Example: Bernoulli Naive Bayes¶
Bernoulli Naive Bayes defines a model $P_\theta$ as follows:
- The conditional probability $P(x\mid y=k)$ of the data under class $k$ is $$P_\theta(x|y=k) = \prod_{j=1}^d P(x_j \mid y=k),$$ where each $P_\theta(x_j \mid y=k)$ is a $\text{Bernoullli}(\psi_{jk})$. This is good for bag of words data.
- The distribution over classes is Categorical, denoted $\text{Categorical}(\phi_1, \phi_2, ..., \phi_K)$. Thus, $P_\theta(y=k) = \phi_k$.

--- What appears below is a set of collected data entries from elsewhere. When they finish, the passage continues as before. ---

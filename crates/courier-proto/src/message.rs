//! The message entity and its pipelines.
//!
//! A [`Message`] is one complete unit of the protocol: byte order, kind,
//! flags, header fields, body, and the transport-assigned serial. Messages
//! are built either by [`Message::decode`] from a byte stream or directly by
//! a connection layer; both pipelines share the pure [`Message::validate`]
//! grammar check, which runs before a body is decoded and before any bytes
//! are written.
//!
//! Decode is all-or-nothing: a failed attempt returns a single terminal
//! error and never a partial message. Encode assembles the entire wire image
//! in memory, bounds it, and hands it to the writer in one operation; there
//! is no resynchronization marker in this protocol, so a failed write leaves
//! the stream unusable for further messages.

use std::{collections::BTreeMap, fmt, io};

use bytes::Bytes;

use crate::{
    MAX_MESSAGE_SIZE, PROTOCOL_VERSION,
    decode::Decoder,
    encode::Encoder,
    errors::{InvalidMessage, Result},
    flags::MessageFlags,
    header::HeaderField,
    names,
    order::ByteOrder,
    signature::Type,
    value::{Value, Variant},
};

/// Wire offset of the header array's length word.
const HEADER_ARRAY_OFFSET: usize = 12;

/// Fixed framing overhead: the 12-byte fixed header plus the header-array
/// length word. Used by the pre-flight size bound.
const FIXED_OVERHEAD: usize = 16;

/// The four message kinds.
#[derive(Debug, Clone, Copy, PartialEq, Eq, Hash)]
#[repr(u8)]
pub enum MessageKind {
    /// A method invocation on a remote object.
    MethodCall = 1,
    /// The successful reply to a method call.
    MethodReply = 2,
    /// The failure reply to a method call.
    Error = 3,
    /// A broadcast notification.
    Signal = 4,
}

impl MessageKind {
    /// Convert from the raw wire byte.
    ///
    /// Returns `None` for zero and anything past the defined kinds; the
    /// decode pipeline turns that into `invalid message type`.
    #[must_use]
    pub const fn from_u8(kind: u8) -> Option<Self> {
        match kind {
            1 => Some(Self::MethodCall),
            2 => Some(Self::MethodReply),
            3 => Some(Self::Error),
            4 => Some(Self::Signal),
            _ => None,
        }
    }

    /// Convert to the raw wire byte.
    #[must_use]
    pub const fn to_u8(self) -> u8 {
        self as u8
    }

    /// The header fields a message of this kind must carry.
    #[must_use]
    pub const fn required_fields(self) -> &'static [HeaderField] {
        match self {
            Self::MethodCall => &[HeaderField::Path, HeaderField::Member],
            Self::MethodReply => &[HeaderField::ReplySerial],
            Self::Error => &[HeaderField::ErrorName, HeaderField::ReplySerial],
            Self::Signal => {
                &[HeaderField::Path, HeaderField::Interface, HeaderField::Member]
            },
        }
    }

    /// Human-readable kind label used by the diagnostic formatter.
    #[must_use]
    pub const fn label(self) -> &'static str {
        match self {
            Self::MethodCall => "method call",
            Self::MethodReply => "reply",
            Self::Error => "error",
            Self::Signal => "signal",
        }
    }
}

/// One protocol message.
///
/// Construction cannot express an undefined byte order, kind, or header
/// field code (those are closed enums); everything else the grammar
/// requires (flag bits, per-field value types, required fields, name
/// syntax, body/signature coupling) is checked by [`Message::validate`].
///
/// `serial` is opaque here: the transport layer assigns it on outgoing
/// messages and this crate carries it verbatim in both directions.
#[derive(Debug, Clone, PartialEq)]
pub struct Message {
    /// Byte order of every multi-byte quantity in this message.
    pub order: ByteOrder,
    /// Message kind.
    pub kind: MessageKind,
    /// Flag bits.
    pub flags: MessageFlags,
    /// Header fields; duplicate codes cannot exist, and encode order is
    /// ascending field code.
    pub headers: BTreeMap<HeaderField, Variant>,
    /// Top-level body values, typed by the `Signature` header.
    pub body: Vec<Value>,
    /// Transport-assigned message serial.
    pub serial: u32,
}

impl Message {
    /// An empty little-endian message of the given kind.
    ///
    /// The result is not yet valid for most kinds; callers add the required
    /// header fields before encoding.
    #[must_use]
    pub fn new(kind: MessageKind) -> Self {
        Self {
            order: ByteOrder::LittleEndian,
            kind,
            flags: MessageFlags::empty(),
            headers: BTreeMap::new(),
            body: Vec::new(),
            serial: 0,
        }
    }

    /// The value of a header field, unwrapped from its variant.
    #[must_use]
    pub fn header(&self, field: HeaderField) -> Option<&Value> {
        self.headers.get(&field).map(Variant::value)
    }

    /// Check every structural invariant, returning the first violation.
    ///
    /// Pure and I/O-free; both pipelines call this, and a connection layer
    /// can call it to pre-validate a message before attempting to send it.
    ///
    /// # Errors
    ///
    /// The violated invariant, whose `Display` is the protocol's reason
    /// string.
    pub fn validate(&self) -> std::result::Result<(), InvalidMessage> {
        if !MessageFlags::all().contains(self.flags) {
            return Err(InvalidMessage::Flags);
        }
        for (field, variant) in &self.headers {
            if variant.wire_type() != field.value_type() {
                return Err(InvalidMessage::FieldType);
            }
        }
        for field in self.kind.required_fields() {
            if !self.headers.contains_key(field) {
                return Err(InvalidMessage::MissingField);
            }
        }
        if let Some(Value::ObjectPath(path)) = self.header(HeaderField::Path) {
            if !path.is_valid() {
                return Err(InvalidMessage::Path);
            }
        }
        if let Some(Value::String(name)) = self.header(HeaderField::Interface) {
            if !names::is_valid_interface_name(name) {
                return Err(InvalidMessage::Interface);
            }
        }
        if let Some(Value::String(name)) = self.header(HeaderField::Member) {
            if !names::is_valid_member_name(name) {
                return Err(InvalidMessage::Member);
            }
        }
        // Error names reuse the interface grammar.
        if let Some(Value::String(name)) = self.header(HeaderField::ErrorName) {
            if !names::is_valid_interface_name(name) {
                return Err(InvalidMessage::ErrorName);
            }
        }
        if !self.body.is_empty() && !self.headers.contains_key(&HeaderField::Signature) {
            return Err(InvalidMessage::MissingSignature);
        }
        Ok(())
    }

    /// Decode one message from a byte stream.
    ///
    /// Reads exactly one message's worth of bytes in strict wire order:
    /// marker, fixed header, header-array length, header array, body
    /// padding, body. The declared lengths are bounded against
    /// [`MAX_MESSAGE_SIZE`] before the header array or body is buffered,
    /// and the header grammar is validated before the body is decoded.
    ///
    /// # Errors
    ///
    /// [`InvalidMessage`](crate::ProtocolError::Invalid) for grammar and
    /// framing violations, [`Format`](crate::ProtocolError::Format) for
    /// uninterpretable wire bytes, [`Io`](crate::ProtocolError::Io) for
    /// stream failures. All are terminal; resynchronization (typically a
    /// reconnect) is the caller's policy.
    pub fn decode<R: io::Read>(reader: &mut R) -> Result<Self> {
        let mut marker = [0u8; 1];
        reader.read_exact(&mut marker)?;
        let order = ByteOrder::from_marker(marker[0]).ok_or(InvalidMessage::ByteOrder)?;

        // Fixed header, offsets 1..12: kind, flags, protocol version, body
        // length, serial. The version byte is carried but not enforced.
        let mut fixed = [0u8; 11];
        reader.read_exact(&mut fixed)?;
        let kind = MessageKind::from_u8(fixed[0]).ok_or(InvalidMessage::Kind)?;
        let flags = MessageFlags::from_byte(fixed[1]);
        let body_len = order.u32_from([fixed[3], fixed[4], fixed[5], fixed[6]]) as usize;
        let serial = order.u32_from([fixed[7], fixed[8], fixed[9], fixed[10]]);

        // The header-array length is read raw, up front: the size bound
        // must hold before anything further is buffered.
        let mut header_len_raw = [0u8; 4];
        reader.read_exact(&mut header_len_raw)?;
        let header_len = order.u32_from(header_len_raw) as usize;
        if header_len as u64 + body_len as u64 + FIXED_OVERHEAD as u64
            > MAX_MESSAGE_SIZE as u64
        {
            return Err(InvalidMessage::TooLong.into());
        }

        // Prepend the length bytes back so the codec re-derives the
        // array's own length prefix, positioned at wire offset 12.
        let mut header_wire = vec![0u8; 4 + header_len];
        header_wire[..4].copy_from_slice(&header_len_raw);
        reader.read_exact(&mut header_wire[4..])?;

        let mut dec = Decoder::new_at(&header_wire, order, HEADER_ARRAY_OFFSET);
        let Value::Array { items, .. } = dec.decode_value(&header_array_type())? else {
            unreachable!("header array decodes as an array");
        };
        let mut headers = BTreeMap::new();
        for item in items {
            let (code, variant) = header_pair(item);
            let field = HeaderField::from_u8(code).ok_or(InvalidMessage::Field)?;
            // Duplicate field codes: last occurrence wins, silently.
            headers.insert(field, variant);
        }

        // The body starts 8-aligned relative to the message origin; the
        // padding is on the wire even when the body is empty.
        let padding = (8 - (FIXED_OVERHEAD + header_len) % 8) % 8;
        let mut pad = [0u8; 7];
        reader.read_exact(&mut pad[..padding])?;

        let mut body_wire = vec![0u8; body_len];
        reader.read_exact(&mut body_wire)?;

        // Validate the header grammar before any body decoding.
        let mut message = Message { order, kind, flags, headers, body: Vec::new(), serial };
        message.validate()?;

        let signature = match message.header(HeaderField::Signature) {
            Some(Value::Signature(signature)) if !signature.is_empty() => {
                Some(signature.clone())
            },
            _ => None,
        };
        if let Some(signature) = signature {
            let mut dec = Decoder::new(&body_wire, order);
            let mut body = Vec::with_capacity(signature.types().len());
            for ty in signature.types() {
                body.push(dec.decode_value(ty)?);
            }
            message.body = body;
        } else if body_len != 0 {
            // A body with no signature to describe it is unreadable.
            return Err(InvalidMessage::MissingSignature.into());
        }

        Ok(message)
    }

    /// Encode this message into its exact wire byte layout.
    ///
    /// Validates first and performs no work on an invalid message. The
    /// body is encoded ahead of the framing because the fixed header
    /// carries its byte length.
    ///
    /// # Errors
    ///
    /// [`InvalidMessage`](crate::ProtocolError::Invalid) from validation or
    /// the post-hoc size bound, [`Format`](crate::ProtocolError::Format) if
    /// a value has no legal wire representation.
    pub fn encode(&self) -> Result<Bytes> {
        self.validate()?;

        let mut body_enc = Encoder::new(self.order);
        for value in &self.body {
            body_enc.encode_value(value)?;
        }
        let body = body_enc.finish();

        let mut enc = Encoder::new(self.order);
        enc.put_u8(self.order.marker());
        enc.put_u8(self.kind.to_u8());
        enc.put_u8(self.flags.to_byte());
        enc.put_u8(PROTOCOL_VERSION);
        enc.put_u32(body.len() as u32);
        enc.put_u32(self.serial);

        let entries: Vec<Value> = self
            .headers
            .iter()
            .map(|(field, variant)| {
                Value::Struct(vec![
                    Value::Byte(field.to_u8()),
                    Value::Variant(Box::new(variant.value().clone())),
                ])
            })
            .collect();
        enc.encode_value(&Value::Array { elem: header_entry_type(), items: entries })?;

        enc.align(8);
        enc.put_slice(&body);

        let wire = enc.finish();
        if wire.len() > MAX_MESSAGE_SIZE {
            return Err(InvalidMessage::TooLong.into());
        }
        Ok(wire)
    }

    /// Encode and write this message to a stream in a single operation.
    ///
    /// # Errors
    ///
    /// Everything [`Message::encode`] returns, plus the underlying I/O
    /// error on a failed or partial write. A failed write leaves the
    /// stream position undefined; the caller must not retry on the same
    /// stream.
    pub fn encode_to<W: io::Write>(&self, writer: &mut W) -> Result<()> {
        let wire = self.encode()?;
        writer.write_all(&wire)?;
        Ok(())
    }
}

impl fmt::Display for Message {
    /// One-line summary plus one indented line per body value, in the
    /// manner of a bus monitor. Renders `<invalid>` for a message that
    /// fails validation rather than erroring.
    fn fmt(&self, f: &mut fmt::Formatter<'_>) -> fmt::Result {
        if self.validate().is_err() {
            return f.write_str("<invalid>");
        }
        f.write_str(self.kind.label())?;
        if let Some(Value::String(sender)) = self.header(HeaderField::Sender) {
            write!(f, " from {sender}")?;
        }
        match self.header(HeaderField::Destination) {
            Some(Value::String(destination)) => write!(f, " to {destination}")?,
            _ => f.write_str(" to <null>")?,
        }
        write!(f, " serial {}", self.serial)?;
        if let Some(Value::Uint32(count)) = self.header(HeaderField::UnixFds) {
            write!(f, " unixfds {count}")?;
        }
        if let Some(Value::ObjectPath(path)) = self.header(HeaderField::Path) {
            write!(f, " path {path}")?;
        }
        if let Some(Value::String(interface)) = self.header(HeaderField::Interface) {
            write!(f, " interface {interface}")?;
        }
        if let Some(Value::String(name)) = self.header(HeaderField::ErrorName) {
            write!(f, " name {name}")?;
        }
        if let Some(Value::String(member)) = self.header(HeaderField::Member) {
            write!(f, " member {member}")?;
        }
        for value in &self.body {
            write!(f, "\n  {value}")?;
        }
        Ok(())
    }
}

/// Element type of the header array: `(u8 field code, Variant)`.
fn header_entry_type() -> Type {
    Type::Struct(vec![Type::Byte, Type::Variant])
}

fn header_array_type() -> Type {
    Type::Array(Box::new(header_entry_type()))
}

/// Split a decoded header entry into its field code and variant.
fn header_pair(item: Value) -> (u8, Variant) {
    // Shape is guaranteed by the type the array was decoded against.
    let Value::Struct(pair) = item else {
        unreachable!("header array element decodes as a struct");
    };
    let mut pair = pair.into_iter();
    match (pair.next(), pair.next()) {
        (Some(Value::Byte(code)), Some(Value::Variant(value))) => {
            (code, Variant::new(*value))
        },
        _ => unreachable!("header entry decodes as (byte, variant)"),
    }
}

Key Idea: Maximum Likelihood Learning¶
We can learn a generative model $P_\theta(x, y)$ by maximizing the maximum likelihood:
$$ \max_\theta \frac{1}{n}\sum_{i=1}^n \log P_\theta({x}^{(i)}, y^{(i)}). $$
This seeks to find parameters $\theta$ such that the model assigns high probability to the training data.
Key Idea: The Max-Margin Principle¶
Logistic regression and Naive Bayes are both linear classifiers. However, they yield different decision boundaries.
Intuitively, we want to select linear decision boundaries with high margin: every point is as far as possible from the decision boundary.
import numpy as np
import pandas as pd
from sklearn import datasets
# Load the Iris dataset
iris = datasets.load_iris(as_frame=True)
iris_X, iris_y = iris.data, iris.target
# subsample to a third of the data points
iris_X = iris_X.loc[::4]
iris_y = iris_y.loc[::4]
# create a binary classification dataset with labels +/- 1
iris_y2 = iris_y.copy()
iris_y2[iris_y2==2] = 1
iris_y2[iris_y2==0] = -1
# print part of the dataset
pd.concat([iris_X, iris_y2], axis=1).head()
| sepal length (cm) | sepal width (cm) | petal length (cm) | petal width (cm) | target | |
|---|---|---|---|---|---|
| 0 | 5.1 | 3.5 | 1.4 | 0.2 | -1 |
| 4 | 5.0 | 3.6 | 1.4 | 0.2 | -1 |
| 8 | 4.4 | 2.9 | 1.4 | 0.2 | -1 |
| 12 | 4.8 | 3.0 | 1.4 | 0.1 | -1 |
| 16 | 5.4 | 3.9 | 1.3 | 0.4 | -1 |
# https://scikit-learn.org/stable/auto_examples/neighbors/plot_classification.html
%matplotlib inline
import matplotlib.pyplot as plt
plt.rcParams['figure.figsize'] = [12, 4]
import warnings
warnings.filterwarnings("ignore")
# create 2d version of dataset and subsample it
X = iris_X.to_numpy()[:,:2]
x_min, x_max = X[:, 0].min() - .5, X[:, 0].max() + .5
y_min, y_max = X[:, 1].min() - .5, X[:, 1].max() + .5
xx, yy = np.meshgrid(np.arange(x_min, x_max, .02), np.arange(y_min, y_max, .02))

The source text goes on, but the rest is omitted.